- **What the task requires**:
Show all lines containing "generation" from the data below.

- **The input**:
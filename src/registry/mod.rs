//! Token Registry
//!
//! Active grants live in an arena of generation-checked slots threaded onto a doubly linked
//! list in insertion order. Because issuance timestamps only grow, the list is also ordered
//! by `issued_at`, so expiry only ever pops from the head. A secondary index keyed by the
//! 48-bit wire stamp makes token lookup O(1).
//!
//! The registry does no locking itself; it is shared as [`SharedRegistry`] and every call
//! happens with that lock held.

use crate::auth::{stamp_of, stamp_value, AccessType, Grant, Timestamp, Token};
use parking_lot::Mutex;
use std::collections::HashMap;
use std::sync::Arc;
use std::time::Duration;
use thiserror::Error;

fn wire_stamp(ts: Timestamp) -> u64 {
    stamp_value(&stamp_of(ts))
}

pub type SharedRegistry = Arc<Mutex<TokenRegistry>>;

/// Grants older than this are expired
pub const DEFAULT_HORIZON: Duration = Duration::from_secs(7 * 24 * 60 * 60);

/// Broken list invariants. These indicate a bug and are not recoverable.
#[derive(Debug, Error)]
pub enum RegistryError {
    #[error("registry head/tail inconsistency: {0}")]
    Inconsistent(&'static str),

    #[error("grant issued at {new} precedes newest grant issued at {newest}")]
    OutOfOrder { new: Timestamp, newest: Timestamp },
}

/// Stable handle to a grant slot. Stale handles never alias a newer grant.
#[derive(Debug, Clone, Copy, PartialEq, Eq, Hash)]
pub struct GrantId {
    index: usize,
    generation: u64,
}

struct Entry {
    grant: Grant,
    prev: Option<usize>,
    next: Option<usize>,
}

#[derive(Default)]
struct Slot {
    generation: u64,
    entry: Option<Entry>,
}

/// Result of [`TokenRegistry::lookup_by_token`]
#[derive(Debug, Default)]
pub struct Lookup {
    pub grant: Option<GrantId>,
    /// Grants dropped for age during the lookup; their secret sources should be discarded
    /// once the lock is released
    pub evicted: Vec<Grant>,
}

pub struct TokenRegistry {
    slots: Vec<Slot>,
    free: Vec<usize>,
    head: Option<usize>,
    tail: Option<usize>,
    by_stamp: HashMap<u64, Vec<usize>>,
    len: usize,
    horizon: Duration,
}

impl Default for TokenRegistry {
    fn default() -> Self {
        Self::new(DEFAULT_HORIZON)
    }
}

impl TokenRegistry {
    pub fn new(horizon: Duration) -> Self {
        Self {
            slots: Vec::new(),
            free: Vec::new(),
            head: None,
            tail: None,
            by_stamp: HashMap::new(),
            len: 0,
            horizon,
        }
    }

    pub fn shared(horizon: Duration) -> SharedRegistry {
        Arc::new(Mutex::new(Self::new(horizon)))
    }

    pub fn horizon(&self) -> Duration {
        self.horizon
    }

    pub fn len(&self) -> usize {
        self.len
    }

    pub fn is_empty(&self) -> bool {
        self.len == 0
    }

    /// Add a grant at the newest end
    pub fn append(&mut self, grant: Grant) -> Result<GrantId, RegistryError> {
        match (self.head, self.tail) {
            (None, None) => {}
            (Some(_), Some(tail)) => {
                let newest = self
                    .entry(tail)
                    .ok_or(RegistryError::Inconsistent("tail points at an empty slot"))?;
                if newest.next.is_some() {
                    return Err(RegistryError::Inconsistent("tail has a successor"));
                }
                if grant.issued_at < newest.grant.issued_at {
                    return Err(RegistryError::OutOfOrder {
                        new: grant.issued_at,
                        newest: newest.grant.issued_at,
                    });
                }
            }
            _ => return Err(RegistryError::Inconsistent("exactly one of head/tail is set")),
        }

        let stamp = wire_stamp(grant.issued_at);
        let index = match self.free.pop() {
            Some(i) => i,
            None => {
                self.slots.push(Slot::default());
                self.slots.len() - 1
            }
        };
        let slot = &mut self.slots[index];
        slot.entry = Some(Entry {
            grant,
            prev: self.tail,
            next: None,
        });
        let id = GrantId {
            index,
            generation: slot.generation,
        };

        if let Some(tail) = self.tail {
            if let Some(prev) = self.entry_mut(tail) {
                prev.next = Some(index);
            }
        } else {
            self.head = Some(index);
        }
        self.tail = Some(index);
        self.by_stamp.entry(stamp).or_default().push(index);
        self.len += 1;
        Ok(id)
    }

    /// Unlink the live grant for `(client, topic, access)`, if any
    pub fn revoke_matching(
        &mut self,
        client_identity: &[u8],
        topic: &[u8],
        access: AccessType,
    ) -> Option<Grant> {
        let index = self
            .indices()
            .find(|&i| {
                self.entry(i)
                    .is_some_and(|e| e.grant.is_for(client_identity, topic, access))
            })?;
        self.unlink(index)
    }

    /// Find the grant whose current token is `token`.
    ///
    /// Expired grants are evicted first, so an expired grant is never returned. Does not
    /// touch the cursor.
    pub fn lookup_by_token(&mut self, token: &Token, now: Timestamp) -> Lookup {
        let evicted = self.evict_expired(now, self.horizon);
        let grant = self.by_stamp.get(&token.stamp_value()).and_then(|indices| {
            indices.iter().copied().find(|&i| {
                self.entry(i).is_some_and(|e| {
                    e.grant
                        .current_secret
                        .as_ref()
                        .is_some_and(|s| s == token.secret())
                })
            })
        });
        Lookup {
            grant: grant.map(|index| GrantId {
                index,
                generation: self.slots[index].generation,
            }),
            evicted,
        }
    }

    pub fn get(&self, id: GrantId) -> Option<&Grant> {
        self.checked(id).and_then(|i| self.entry(i)).map(|e| &e.grant)
    }

    pub fn get_mut(&mut self, id: GrantId) -> Option<&mut Grant> {
        let i = self.checked(id)?;
        self.entry_mut(i).map(|e| &mut e.grant)
    }

    pub fn remove(&mut self, id: GrantId) -> Option<Grant> {
        let i = self.checked(id)?;
        self.unlink(i)
    }

    /// Pop grants from the oldest end while `now - issued_at > max_age`
    pub fn evict_expired(&mut self, now: Timestamp, max_age: Duration) -> Vec<Grant> {
        let max_age = max_age.as_nanos().min(u64::MAX as u128) as u64;
        let mut evicted = Vec::new();
        while let Some(head) = self.head {
            let expired = self
                .entry(head)
                .is_some_and(|e| now.saturating_sub(e.grant.issued_at) > max_age);
            if !expired {
                break;
            }
            match self.unlink(head) {
                Some(grant) => evicted.push(grant),
                None => break,
            }
        }
        evicted
    }

    /// Grants from oldest to newest
    pub fn iter(&self) -> impl Iterator<Item = &Grant> + '_ {
        self.indices()
            .filter_map(move |i| self.entry(i).map(|e| &e.grant))
    }

    fn indices(&self) -> impl Iterator<Item = usize> + '_ {
        std::iter::successors(self.head, move |&i| self.entry(i).and_then(|e| e.next))
    }

    fn checked(&self, id: GrantId) -> Option<usize> {
        let slot = self.slots.get(id.index)?;
        (slot.generation == id.generation && slot.entry.is_some()).then_some(id.index)
    }

    fn entry(&self, index: usize) -> Option<&Entry> {
        self.slots.get(index).and_then(|s| s.entry.as_ref())
    }

    fn entry_mut(&mut self, index: usize) -> Option<&mut Entry> {
        self.slots.get_mut(index).and_then(|s| s.entry.as_mut())
    }

    fn unlink(&mut self, index: usize) -> Option<Grant> {
        let slot = self.slots.get_mut(index)?;
        let entry = slot.entry.take()?;
        slot.generation += 1;

        match entry.prev {
            Some(p) => {
                if let Some(prev) = self.entry_mut(p) {
                    prev.next = entry.next;
                }
            }
            None => self.head = entry.next,
        }
        match entry.next {
            Some(n) => {
                if let Some(next) = self.entry_mut(n) {
                    next.prev = entry.prev;
                }
            }
            None => self.tail = entry.prev,
        }

        let stamp = wire_stamp(entry.grant.issued_at);
        if let Some(indices) = self.by_stamp.get_mut(&stamp) {
            indices.retain(|&i| i != index);
            if indices.is_empty() {
                self.by_stamp.remove(&stamp);
            }
        }

        self.free.push(index);
        self.len -= 1;
        Some(entry.grant)
    }
}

- **Answer to the problem**:
//! Active grants live in an arena of generation-checked slots threaded onto a doubly linked
    generation: u64,
    generation: u64,
            generation: slot.generation,
                generation: self.slots[index].generation,
        (slot.generation == id.generation && slot.entry.is_some()).then_some(id.index)
        slot.generation += 1;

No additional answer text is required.